Work task » This exercise requires an exact copy of each line from the one containing "Ok(Json(state.tracker.get_goal(&user).await?))" down to the last line below.

Source data »
- Opening Delimiter -
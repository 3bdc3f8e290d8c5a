// SPDX-License-Identifier: MIT
// Copyright 2026 The study-tracker authors

//! API routes for authenticated users.

use crate::error::Result;
use crate::middleware::auth::AuthUser;
use crate::models::{Difficulty, Goal, StudySession, Subject, User};
use crate::services::{DashboardSnapshot, SessionDraft, StudySummary, SubjectDraft};
use crate::time_utils::{parse_date, today_utc};
use crate::AppState;
use axum::{
    extract::{Path, State},
    http::StatusCode,
    routing::{delete, get, put},
    Extension, Json, Router,
};
use serde::{Deserialize, Serialize};
use std::sync::Arc;
#[cfg(feature = "binding-generation")]
use ts_rs::TS;
use validator::Validate;

/// API routes (require authentication via JWT).
/// The auth middleware is applied in routes/mod.rs for these routes.
pub fn routes() -> Router<Arc<AppState>> {
    Router::new()
        .route("/api/me", get(get_me).put(update_me))
        .route("/api/account", delete(delete_account))
        .route("/api/subjects", get(list_subjects).post(create_subject))
        .route(
            "/api/subjects/{id}",
            put(update_subject).delete(delete_subject),
        )
        .route("/api/sessions", get(list_sessions).post(create_session))
        .route(
            "/api/sessions/{id}",
            put(update_session).delete(delete_session),
        )
        .route("/api/goal", get(get_goal).put(set_goal))
        .route("/api/dashboard", get(get_dashboard))
        .route("/api/summary", get(get_summary))
}

// ─── User Profile ────────────────────────────────────────────

/// Current user response.
#[derive(Serialize)]
#[cfg_attr(feature = "binding-generation", derive(TS))]
#[cfg_attr(
    feature = "binding-generation",
    ts(export, export_to = "web/src/lib/generated/")
)]
pub struct UserResponse {
    #[cfg_attr(feature = "binding-generation", ts(type = "number"))]
    pub user_id: u64,
    pub username: String,
    pub email: String,
    pub created_at: String,
}

impl From<User> for UserResponse {
    fn from(user: User) -> Self {
        Self {
            user_id: user.id,
            username: user.username,
            email: user.email,
            created_at: user.created_at,
        }
    }
}

#[derive(Deserialize, Validate)]
struct ProfileRequest {
    #[validate(length(min = 1, max = 64))]
    username: String,
    #[validate(email)]
    email: String,
}

async fn get_me(
    State(state): State<Arc<AppState>>,
    Extension(user): Extension<AuthUser>,
) -> Result<Json<UserResponse>> {
    let profile = state.accounts.profile(&user).await?;
    Ok(Json(profile.into()))
}

async fn update_me(
    State(state): State<Arc<AppState>>,
    Extension(user): Extension<AuthUser>,
    Json(body): Json<ProfileRequest>,
) -> Result<Json<UserResponse>> {
    body.validate()?;
    let profile = state
        .accounts
        .update_profile(&user, &body.username, &body.email)
        .await?;
    Ok(Json(profile.into()))
}

// ─── Account Deletion ────────────────────────────────────────

#[derive(Serialize)]
#[cfg_attr(feature = "binding-generation", derive(TS))]
#[cfg_attr(
    feature = "binding-generation",
    ts(export, export_to = "web/src/lib/generated/")
)]
pub struct DeleteAccountResponse {
    pub success: bool,
    pub records_deleted: usize,
}

/// Delete the account with all subjects, sessions and goal.
async fn delete_account(
    State(state): State<Arc<AppState>>,
    Extension(user): Extension<AuthUser>,
) -> Result<Json<DeleteAccountResponse>> {
    let records_deleted = state.accounts.delete_account(&user).await?;
    Ok(Json(DeleteAccountResponse {
        success: true,
        records_deleted,
    }))
}

// ─── Subjects ────────────────────────────────────────────────

#[derive(Deserialize)]
struct SubjectRequest {
    name: String,
    /// Easy when omitted
    difficulty: Option<String>,
}

impl SubjectRequest {
    fn into_draft(self) -> Result<SubjectDraft> {
        let difficulty = match self.difficulty.as_deref() {
            Some(label) => label
                .parse::<Difficulty>()
                .map_err(|e| crate::error::AppError::InvalidInput(e.to_string()))?,
            None => Difficulty::Easy,
        };
        Ok(SubjectDraft {
            name: self.name,
            difficulty,
        })
    }
}

#[derive(Serialize)]
#[cfg_attr(feature = "binding-generation", derive(TS))]
#[cfg_attr(
    feature = "binding-generation",
    ts(export, export_to = "web/src/lib/generated/")
)]
pub struct SubjectResponse {
    #[cfg_attr(feature = "binding-generation", ts(type = "number"))]
    pub id: u64,
    pub name: String,
    pub difficulty: String,
}

impl From<Subject> for SubjectResponse {
    fn from(subject: Subject) -> Self {
        Self {
            id: subject.id,
            name: subject.name,
            difficulty: subject.difficulty.to_string(),
        }
    }
}

async fn list_subjects(
    State(state): State<Arc<AppState>>,
    Extension(user): Extension<AuthUser>,
) -> Result<Json<Vec<SubjectResponse>>> {
    let subjects = state.tracker.list_subjects(&user).await?;
    Ok(Json(subjects.into_iter().map(Into::into).collect()))
}

async fn create_subject(
    State(state): State<Arc<AppState>>,
    Extension(user): Extension<AuthUser>,
    Json(body): Json<SubjectRequest>,
) -> Result<(StatusCode, Json<SubjectResponse>)> {
    let subject = state.tracker.add_subject(&user, body.into_draft()?).await?;
    Ok((StatusCode::CREATED, Json(subject.into())))
}

async fn update_subject(
    State(state): State<Arc<AppState>>,
    Extension(user): Extension<AuthUser>,
    Path(id): Path<u64>,
    Json(body): Json<SubjectRequest>,
) -> Result<Json<SubjectResponse>> {
    let subject = state
        .tracker
        .update_subject(&user, id, body.into_draft()?)
        .await?;
    Ok(Json(subject.into()))
}

async fn delete_subject(
    State(state): State<Arc<AppState>>,
    Extension(user): Extension<AuthUser>,
    Path(id): Path<u64>,
) -> Result<StatusCode> {
    state.tracker.remove_subject(&user, id).await?;
    Ok(StatusCode::NO_CONTENT)
}

// ─── Sessions ────────────────────────────────────────────────

#[derive(Deserialize)]
struct SessionRequest {
    subject_id: u64,
    duration_minutes: i64,
    /// YYYY-MM-DD; today when omitted
    date: Option<String>,
}

impl SessionRequest {
    fn into_draft(self) -> Result<SessionDraft> {
        let date = self
            .date
            .as_deref()
            .map(|raw| parse_date("date", raw))
            .transpose()?;
        Ok(SessionDraft {
            subject_id: self.subject_id,
            duration_minutes: self.duration_minutes,
            date,
        })
    }
}

#[derive(Serialize)]
#[cfg_attr(feature = "binding-generation", derive(TS))]
#[cfg_attr(
    feature = "binding-generation",
    ts(export, export_to = "web/src/lib/generated/")
)]
pub struct SessionResponse {
    #[cfg_attr(feature = "binding-generation", ts(type = "number"))]
    pub id: u64,
    #[cfg_attr(feature = "binding-generation", ts(type = "number"))]
    pub subject_id: u64,
    pub duration_minutes: u32,
    pub date: String,
}

impl From<StudySession> for SessionResponse {
    fn from(session: StudySession) -> Self {
        Self {
            id: session.id,
            subject_id: session.subject_id,
            duration_minutes: session.duration_minutes,
            date: session.date.to_string(),
        }
    }
}

async fn list_sessions(
    State(state): State<Arc<AppState>>,
    Extension(user): Extension<AuthUser>,
) -> Result<Json<Vec<SessionResponse>>> {
    let sessions = state.tracker.list_sessions(&user).await?;
    Ok(Json(sessions.into_iter().map(Into::into).collect()))
}

async fn create_session(
    State(state): State<Arc<AppState>>,
    Extension(user): Extension<AuthUser>,
    Json(body): Json<SessionRequest>,
) -> Result<(StatusCode, Json<SessionResponse>)> {
    let session = state
        .tracker
        .log_session(&user, body.into_draft()?, today_utc())
        .await?;
    Ok((StatusCode::CREATED, Json(session.into())))
}

async fn update_session(
    State(state): State<Arc<AppState>>,
    Extension(user): Extension<AuthUser>,
    Path(id): Path<u64>,
    Json(body): Json<SessionRequest>,
) -> Result<Json<SessionResponse>> {
    let session = state
        .tracker
        .update_session(&user, id, body.into_draft()?, today_utc())
        .await?;
    Ok(Json(session.into()))
}

async fn delete_session(
    State(state): State<Arc<AppState>>,
    Extension(user): Extension<AuthUser>,
    Path(id): Path<u64>,
) -> Result<StatusCode> {
    state.tracker.remove_session(&user, id).await?;
    Ok(StatusCode::NO_CONTENT)
}

// ─── Goal ────────────────────────────────────────────────────

#[derive(Deserialize)]
struct GoalRequest {
    /// YYYY-MM-DD
    exam_date: String,
}

async fn get_goal(
    State(state): State<Arc<AppState>>,
    Extension(user): Extension<AuthUser>,
) -> Result<Json<Goal>> {
    Ok(Json(state.tracker.get_goal(&user).await?))
}

/// Recompute and store the goal for a (new) exam date.
async fn set_goal(
    State(state): State<Arc<AppState>>,
    Extension(user): Extension<AuthUser>,
    Json(body): Json<GoalRequest>,
) -> Result<Json<Goal>> {
    let exam_date = parse_date("exam_date", &body.exam_date)?;
    let goal = state
        .tracker
        .set_goal(&user, exam_date, today_utc())
        .await?;
    Ok(Json(goal))
}

// ─── Dashboard & Summary ─────────────────────────────────────

#[derive(Serialize)]
pub struct DashboardResponse {
    pub username: String,
    #[serde(flatten)]
    pub snapshot: DashboardSnapshot,
}

async fn get_dashboard(
    State(state): State<Arc<AppState>>,
    Extension(user): Extension<AuthUser>,
) -> Result<Json<DashboardResponse>> {
    let profile = state.accounts.profile(&user).await?;
    let snapshot = state.tracker.dashboard(&user).await?;
    Ok(Json(DashboardResponse {
        username: profile.username,
        snapshot,
    }))
}

async fn get_summary(
    State(state): State<Arc<AppState>>,
    Extension(user): Extension<AuthUser>,
) -> Result<Json<StudySummary>> {
    Ok(Json(state.tracker.summary(&user).await?))
}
- Closing Delimiter -
Completed task »
    Ok(Json(state.tracker.get_goal(&user).await?))
}

/// Recompute and store the goal for a (new) exam date.
async fn set_goal(
    State(state): State<Arc<AppState>>,
    Extension(user): Extension<AuthUser>,
    Json(body): Json<GoalRequest>,
) -> Result<Json<Goal>> {
    let exam_date = parse_date("exam_date", &body.exam_date)?;
    let goal = state
        .tracker
        .set_goal(&user, exam_date, today_utc())
        .await?;
    Ok(Json(goal))
}

// ─── Dashboard & Summary ─────────────────────────────────────

#[derive(Serialize)]
pub struct DashboardResponse {
    pub username: String,
    #[serde(flatten)]
    pub snapshot: DashboardSnapshot,
}

async fn get_dashboard(
    State(state): State<Arc<AppState>>,
    Extension(user): Extension<AuthUser>,
) -> Result<Json<DashboardResponse>> {
    let profile = state.accounts.profile(&user).await?;
    let snapshot = state.tracker.dashboard(&user).await?;
    Ok(Json(DashboardResponse {
        username: profile.username,
        snapshot,
    }))
}

async fn get_summary(
    State(state): State<Arc<AppState>>,
    Extension(user): Extension<AuthUser>,
) -> Result<Json<StudySummary>> {
    Ok(Json(state.tracker.summary(&user).await?))
}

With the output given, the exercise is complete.